Journal of Orthodontics & Endodontics

Keywords

Root canal; Mishaps; Martensitic; Curved root canals

Introduction

A tooth with a straight root and a straight root canal is an exception rather than being normal because most teeth show some curvature of the canal. In addition, most canals have multiple planes of curvature throughout their length and Presence of curvature may pose difficulty in root canal instrumentation [1]. Introduction of very flexible instruments made from nickel titanium alloy having a taper 2-6 times greater than the ISO standardized 0.02 files have revolution in the management of curved canal. They have the ability to pass around curves more readily.
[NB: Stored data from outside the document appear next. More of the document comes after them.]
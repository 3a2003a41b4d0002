//! Rule table and generic evaluator.
//!
//! Rules are data. Each `RegisteredRule` carries either a list of markup
//! `Condition`s, evaluated by `evaluate_conditions`, or delegates to the
//! conformance validator. The tables live in the category modules:
//! - Structure: doctype, root element, language, head/body sectioning
//! - Head: stylesheet link and title
//! - Metadata: `<meta>` tags (strict profile)
//! - Conformance: external validator
//!
//! # Isolation
//!
//! Every condition looks up its own target and turns a missing element into
//! a violation message. Conditions never panic and never depend on another
//! rule's outcome, so a document without `<head>` fails the head rules
//! cleanly while the structure rules still report independently.

pub mod conformance;
pub mod head;
pub mod metadata;
pub mod structure;

use crate::document::{Document, Element, Selector};
use crate::validator::ConformanceValidator;
use crate::{CheckCategory, CheckResult, PageCheckError, Profile};

/// Inputs available to a rule during one run
pub struct RuleContext<'a> {
    pub document: &'a Document,
    pub validator: Option<&'a dyn ConformanceValidator>,
}

/// One primitive predicate of a markup rule
#[derive(Debug, Clone, PartialEq, Eq)]
pub enum Condition {
    /// `<!DOCTYPE html>` present and ahead of the `<html>` opening tag
    Doctype,
    /// Opening and closing tag both written in the raw text
    TagPair { tag: &'static str },
    /// Closing tag written in the raw text
    ClosingTag { tag: &'static str },
    /// Exactly one element matches
    SingleElement { selector: Selector },
    /// At least one element matches
    ElementPresent { selector: Selector },
    /// Attribute present with a non-empty value
    AttributePresent {
        selector: Selector,
        attribute: &'static str,
    },
    /// Attribute equals a literal
    AttributeEquals {
        selector: Selector,
        attribute: &'static str,
        expected: &'static str,
    },
    /// Trimmed text content equals a literal
    TextEquals {
        selector: Selector,
        expected: &'static str,
    },
    /// Element children of `parent` are exactly `children`, in order
    ChildOrder {
        parent: Selector,
        children: &'static [&'static str],
    },
}

impl Condition {
    /// `None` when the condition holds, otherwise a diagnostic
    pub fn violation(&self, document: &Document) -> Option<String> {
        match self {
            Condition::Doctype => match document.doctype_position() {
                None => Some("Missing <!DOCTYPE html> declaration".to_string()),
                Some(pos) => match document.opening_tag_position("html") {
                    Some(html) if html < pos => {
                        Some("The <!DOCTYPE html> declaration must precede the <html> tag".to_string())
                    }
                    _ => None,
                },
            },
            Condition::TagPair { tag } => {
                let opening = document.has_opening_tag(tag);
                let closing = document.has_closing_tag(tag);
                match (opening, closing) {
                    (true, true) => None,
                    (false, true) => Some(format!("Missing opening <{}> tag", tag)),
                    (true, false) => Some(format!("Missing closing </{}> tag", tag)),
                    (false, false) => Some(format!("Missing <{}> and </{}> tags", tag, tag)),
                }
            }
            Condition::ClosingTag { tag } => {
                if document.has_closing_tag(tag) {
                    None
                } else {
                    Some(format!("Missing closing </{}> tag", tag))
                }
            }
            Condition::SingleElement { selector } => match document.select_all(selector).len() {
                1 => None,
                0 => Some(missing_element(selector)),
                n => Some(format!("Expected exactly one <{}> element, found {}", selector.target(), n)),
            },
            Condition::ElementPresent { selector } => {
                document.select(selector).is_none().then(|| missing_element(selector))
            }
            Condition::AttributePresent { selector, attribute } => {
                with_element(document, selector, |element| match element.attr(attribute) {
                    Some(value) if !value.trim().is_empty() => None,
                    Some(_) => Some(format!(
                        "The '{}' attribute of the <{}> tag is empty",
                        attribute,
                        selector.target()
                    )),
                    None => Some(format!(
                        "The '{}' attribute is missing in the {} tag",
                        attribute,
                        selector.target()
                    )),
                })
            }
            Condition::AttributeEquals {
                selector,
                attribute,
                expected,
            } => with_element(document, selector, |element| match element.attr(attribute) {
                Some(value) if value == *expected => None,
                Some(value) => Some(format!(
                    "Expected {}=\"{}\" on the <{}> tag, found {}=\"{}\"",
                    attribute,
                    expected,
                    selector.target(),
                    attribute,
                    value
                )),
                None => Some(format!(
                    "Expected {}=\"{}\" on the <{}> tag, but the attribute is missing",
                    attribute,
                    expected,
                    selector.target()
                )),
            }),
            Condition::TextEquals { selector, expected } => {
                with_element(document, selector, |element| {
                    let text = element.text();
                    if text == *expected {
                        None
                    } else {
                        Some(format!(
                            "Expected the <{}> text to be '{}', found '{}'",
                            selector.target(),
                            expected,
                            text
                        ))
                    }
                })
            }
            Condition::ChildOrder { parent, children } => with_element(document, parent, |element| {
                let actual: Vec<String> = element
                    .children()
                    .iter()
                    .map(|c| c.name().to_string())
                    .collect();
                if actual.iter().map(String::as_str).eq(children.iter().copied()) {
                    None
                } else {
                    Some(format!(
                        "Expected <{}> to contain {} in that order, found {}",
                        parent.target(),
                        tag_list(children.iter().copied()),
                        if actual.is_empty() {
                            "no elements".to_string()
                        } else {
                            tag_list(actual.iter().map(String::as_str))
                        }
                    ))
                }
            }),
        }
    }
}

fn missing_element(selector: &Selector) -> String {
    match selector.parent() {
        Some(parent) => format!(
            "No <{}> tag found in the <{}> ({})",
            selector.target(),
            parent.target(),
            selector
        ),
        None => format!("No <{}> tag found ({})", selector.target(), selector),
    }
}

fn with_element<F>(document: &Document, selector: &Selector, check: F) -> Option<String>
where
    F: FnOnce(&Element) -> Option<String>,
{
    match document.select(selector) {
        Some(element) => check(&element),
        None => Some(missing_element(selector)),
    }
}

fn tag_list<'a>(tags: impl Iterator<Item = &'a str>) -> String {
    tags.map(|t| format!("<{}>", t)).collect::<Vec<_>>().join(", ")
}

/// How a rule decides its outcome
#[derive(Debug, Clone)]
pub enum RuleKind {
    /// Declarative markup predicates; all must hold
    Markup {
        conditions: Vec<Condition>,
        /// Author-facing headline used instead of the first violation
        hint: Option<&'static str>,
        /// Message reported on success
        passed: &'static str,
    },
    /// Delegate to the external conformance validator
    Conformance,
}

/// A rule with its metadata
#[derive(Debug, Clone)]
pub struct RegisteredRule {
    pub id: &'static str,
    pub name: &'static str,
    pub category: CheckCategory,
    pub description: &'static str,
    pub kind: RuleKind,
}

impl RegisteredRule {
    /// Evaluate against one document.
    ///
    /// Only the conformance delegate can return `Err`.
    pub fn evaluate(&self, ctx: &RuleContext<'_>) -> Result<CheckResult, PageCheckError> {
        match &self.kind {
            RuleKind::Markup {
                conditions,
                hint,
                passed,
            } => Ok(evaluate_conditions(ctx.document, conditions, *hint, passed)),
            RuleKind::Conformance => conformance::evaluate(ctx),
        }
    }
}

/// Evaluate every condition; the rule fails if any is violated.
///
/// The headline is the hint when set, otherwise the first violation. The
/// details list every violation, one per line.
pub fn evaluate_conditions(
    document: &Document,
    conditions: &[Condition],
    hint: Option<&str>,
    passed: &str,
) -> CheckResult {
    let violations: Vec<String> = conditions
        .iter()
        .filter_map(|c| c.violation(document))
        .collect();

    match violations.first() {
        None => CheckResult::Pass {
            message: passed.to_string(),
        },
        Some(first) => CheckResult::Fail {
            message: hint.map(str::to_string).unwrap_or_else(|| first.clone()),
            details: violations.join("\n"),
        },
    }
}

/// Rule table for a profile, in evaluation order
pub fn rules_for_profile(profile: Profile) -> Vec<RegisteredRule> {
    let mut rules = Vec::new();
    rules.extend(structure::get_structure_rules());
    rules.extend(head::get_head_rules());
    if profile == Profile::Strict {
        rules.extend(metadata::get_metadata_rules());
    }
    rules.extend(conformance::get_conformance_rules());
    rules
}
They are available as one curve file appears to offer many advantages over traditional 0.02 taper hand instruments. Both instruments can be used in conjunction with or complementary to rotary instruments. Hand Ni-Ti instruments can also be selected instead of rotary instruments in teeth with difficult canal anatomy like severe curvature in apical third and problematic hand-piece access [2].

Nickel-Titanium-based shape memory alloys have been widely used in orthodontics due to their good mechanical properties, biocompatibility [3], ductility, resistance to corrosion [4], lower elastic modulus, and special characteristics such as super-elasticity and shape memory effect [5]. Shape-memory alloys are materials that can remember their original shape, after being elastically or pseudoplastically deformed by increasing their temperature. The memory effect is due to thermoelastic martensitic transformation which can be described as a first-order displaces no diffusional process [6].

Case Report

A 49-year-old female complaining of pain related to lower left side, she had an old bridge which has fallen and she wants to replace it with a new one.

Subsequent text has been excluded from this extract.